Both the evening’s premiering big works, "Private Games" by Anton Lachky, and "Death Defying Dances" by Arthur Pita were overloaded with ill-used old tropes—a prop strewn stage, speaking and lip syncing parts for dancers, theatrical disruptions-- for theater and contemporary dance.  The later, set to the music of 60’s era coffee house singer, Judy Henske, felt more like a club review than concert dance. Except for a focal section designed around a murder ballad theme, Pita’s sketch-like suite never reached beyond a campy gloss on the music. Designed as a dystopic vision of love (the block letters on the stage spelled out “Love Stinks”) the piece’s sledgehammer symbolism gave away the game leaving us little to figure out for ourselves. "Death Defying Dances" made you yearn for the engaging works of dancemakers like Smuin ("Dances with Songs"), Taylor ("Company B"), and Forsythe ("Love Songs") who took songs personal to them from the American song book, and made us love the music and the dancing that went with them, even more.

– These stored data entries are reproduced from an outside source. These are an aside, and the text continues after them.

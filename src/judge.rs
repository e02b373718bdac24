use std::sync::Arc;
use std::sync::atomic::{AtomicUsize, Ordering};

use parking_lot::Mutex;
use serde::{Deserialize, Serialize};

use crate::compare::{CompareMode, compare};
use crate::config::Limits;
use crate::languages::{LanguageProfile, LanguageRegistry, UnsupportedLanguage};
use crate::sandbox::{ExecutionResult, ExecutionStatus, IsolatedRunner};

/// One input/expected-output pair of a problem
#[derive(Debug, Clone, PartialEq, Eq, Serialize, Deserialize)]
pub struct TestCase {
    pub input: String,
    #[serde(rename = "expectedOutput")]
    pub expected_output: String,
}

impl TestCase {
    pub fn new(input: &str, expected_output: &str) -> Self {
        Self {
            input: input.to_string(),
            expected_output: expected_output.to_string(),
        }
    }
}

/// Per-case state machine: `Pending -> Running -> terminal`
#[derive(Debug, Clone, Copy, PartialEq, Eq, Serialize)]
#[serde(rename_all = "snake_case")]
pub enum CaseState {
    Pending,
    Running,
    Passed,
    Failed,
    TimedOut,
    InfraError,
}

#[derive(Debug, Clone, PartialEq, Serialize)]
pub struct CaseVerdict {
    pub expected: String,
    pub actual: String,
    pub passed: bool,
    pub state: CaseState,
    #[serde(skip_serializing_if = "String::is_empty")]
    pub hint: String,
}

impl CaseVerdict {
    /// A case passes only on a clean run whose stdout matches
    pub fn evaluate(
        case: &TestCase,
        result: &ExecutionResult,
        mode: CompareMode,
        tolerance: f64,
    ) -> Self {
        let (state, hint) = match result.status {
            ExecutionStatus::Timeout => (CaseState::TimedOut, "time limit exceeded".to_string()),
            ExecutionStatus::Error => (CaseState::InfraError, result.stderr.clone()),
            ExecutionStatus::Success if !result.is_clean() => {
                (CaseState::Failed, "non-empty stderr".to_string())
            }
            ExecutionStatus::Success => {
                let comparison = compare(&case.expected_output, &result.stdout, mode, tolerance);
                let state = if comparison.passed {
                    CaseState::Passed
                } else {
                    CaseState::Failed
                };
                (state, comparison.hint)
            }
        };

        Self {
            expected: case.expected_output.clone(),
            actual: result.stdout.clone(),
            passed: state == CaseState::Passed,
            state,
            hint,
        }
    }
}

/// Aggregated outcome of running every test case
#[derive(Debug, Clone, PartialEq)]
pub struct BatchVerdict {
    /// Verdicts in test case order
    pub cases: Vec<CaseVerdict>,
    pub passed: bool,
    /// Raw result of the last case, kept for diagnostics
    pub last_run: ExecutionResult,
}

/// Runs submissions against the isolated runner with process-wide limits
///
/// Every call blocks until the sandbox is done. From async code, call it
/// through `spawn_blocking` as the service workers do.
pub struct Judge {
    registry: Arc<LanguageRegistry>,
    runner: IsolatedRunner,
    limits: Limits,
    parallelism: usize,
}

type LanguageLookup<'a> = Result<&'a LanguageProfile, &'a UnsupportedLanguage>;

impl Judge {
    pub fn new(registry: Arc<LanguageRegistry>, runner: IsolatedRunner, limits: Limits) -> Self {
        Self {
            registry,
            runner,
            limits,
            parallelism: 1,
        }
    }

    /// Maximum number of environments a single batch may keep alive at once
    pub fn with_parallelism(mut self, parallelism: usize) -> Self {
        self.parallelism = parallelism.max(1);
        self
    }

    pub fn limits(&self) -> &Limits {
        &self.limits
    }

    /// Single-run mode: executes once with the given stdin
    pub fn execute(&self, language: &str, source: &str, stdin: &str) -> ExecutionResult {
        match self.registry.resolve(language) {
            Ok(profile) => self.runner.run(&profile, source, stdin, &self.limits),
            Err(e) => {
                log::warn!("Rejected execution: {e}");
                ExecutionResult::error(e.to_string())
            }
        }
    }

    /// Runs every test case once and aggregates the verdicts
    ///
    /// Every case is executed even after a failure. An unsupported language
    /// yields an error verdict per case instead of aborting.
    pub fn run_batch(
        &self,
        language: &str,
        source: &str,
        cases: &[TestCase],
        mode: CompareMode,
        tolerance: f64,
    ) -> BatchVerdict {
        let resolved = self.registry.resolve(language);
        if let Err(e) = &resolved {
            log::warn!("Judging {} cases without a runtime: {e}", cases.len());
        }
        let profile = resolved.as_deref();

        let outcomes = if self.parallelism > 1 && cases.len() > 1 {
            self.judge_parallel(profile, source, cases, mode, tolerance)
        } else {
            cases
                .iter()
                .enumerate()
                .map(|(idx, case)| self.judge_case(profile, idx, source, case, mode, tolerance))
                .collect()
        };

        let mut verdict = BatchVerdict {
            cases: Vec::with_capacity(outcomes.len()),
            passed: true,
            last_run: ExecutionResult::default(),
        };
        for (case_verdict, result) in outcomes {
            verdict.passed &= case_verdict.passed;
            verdict.cases.push(case_verdict);
            verdict.last_run = result;
        }

        log::info!(
            "Judged {} cases in {language}: {}",
            verdict.cases.len(),
            if verdict.passed { "passed" } else { "failed" }
        );
        verdict
    }

    fn judge_case(
        &self,
        profile: LanguageLookup<'_>,
        idx: usize,
        source: &str,
        case: &TestCase,
        mode: CompareMode,
        tolerance: f64,
    ) -> (CaseVerdict, ExecutionResult) {
        let case_no = idx + 1;
        log::debug!("Case {case_no}: {:?} -> {:?}", CaseState::Pending, CaseState::Running);

        let result = match profile {
            Ok(profile) => self.runner.run(profile, source, &case.input, &self.limits),
            Err(e) => ExecutionResult::error(e.to_string()),
        };
        let verdict = CaseVerdict::evaluate(case, &result, mode, tolerance);

        log::debug!(
            "Case {case_no}: {:?} -> {:?} in {}",
            CaseState::Running,
            verdict.state,
            result.execution_time()
        );
        (verdict, result)
    }

    /// Judges cases on a bounded set of scoped threads, keeping input order
    fn judge_parallel(
        &self,
        profile: LanguageLookup<'_>,
        source: &str,
        cases: &[TestCase],
        mode: CompareMode,
        tolerance: f64,
    ) -> Vec<(CaseVerdict, ExecutionResult)> {
        let slots = Mutex::new(vec![None; cases.len()]);
        let next = AtomicUsize::new(0);
        let workers = self.parallelism.min(cases.len());

        std::thread::scope(|scope| {
            for _ in 0..workers {
                scope.spawn(|| {
                    loop {
                        let idx = next.fetch_add(1, Ordering::Relaxed);
                        let Some(case) = cases.get(idx) else { break };
                        let outcome = self.judge_case(profile, idx, source, case, mode, tolerance);
                        slots.lock()[idx] = Some(outcome);
                    }
                });
            }
        });

        slots.into_inner().into_iter().flatten().collect()
    }
}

"Private Games" gave us furious dancing to an eclectic collage of music including Haydn, Bach, and percussion. Part theater dance and part social commentary, the work’s biggest stumbling block was an embarrassingly conceived central character who mocked himself and was in turn mocked by his fellow-dancers for his geeky, physical afflictions. Lachky consistently played the music and the intereactions among his dancers for comedy with most of it fizzling. It borrowed a lot from the audience confrontation and goofiness in the mold of Naharin and the Eurozone, but offered little more than a facile copy and no real message. BODYTRAFFIC’s game dancers did what they could with a program that, this time around, considerably undershot their previous accomplished performances.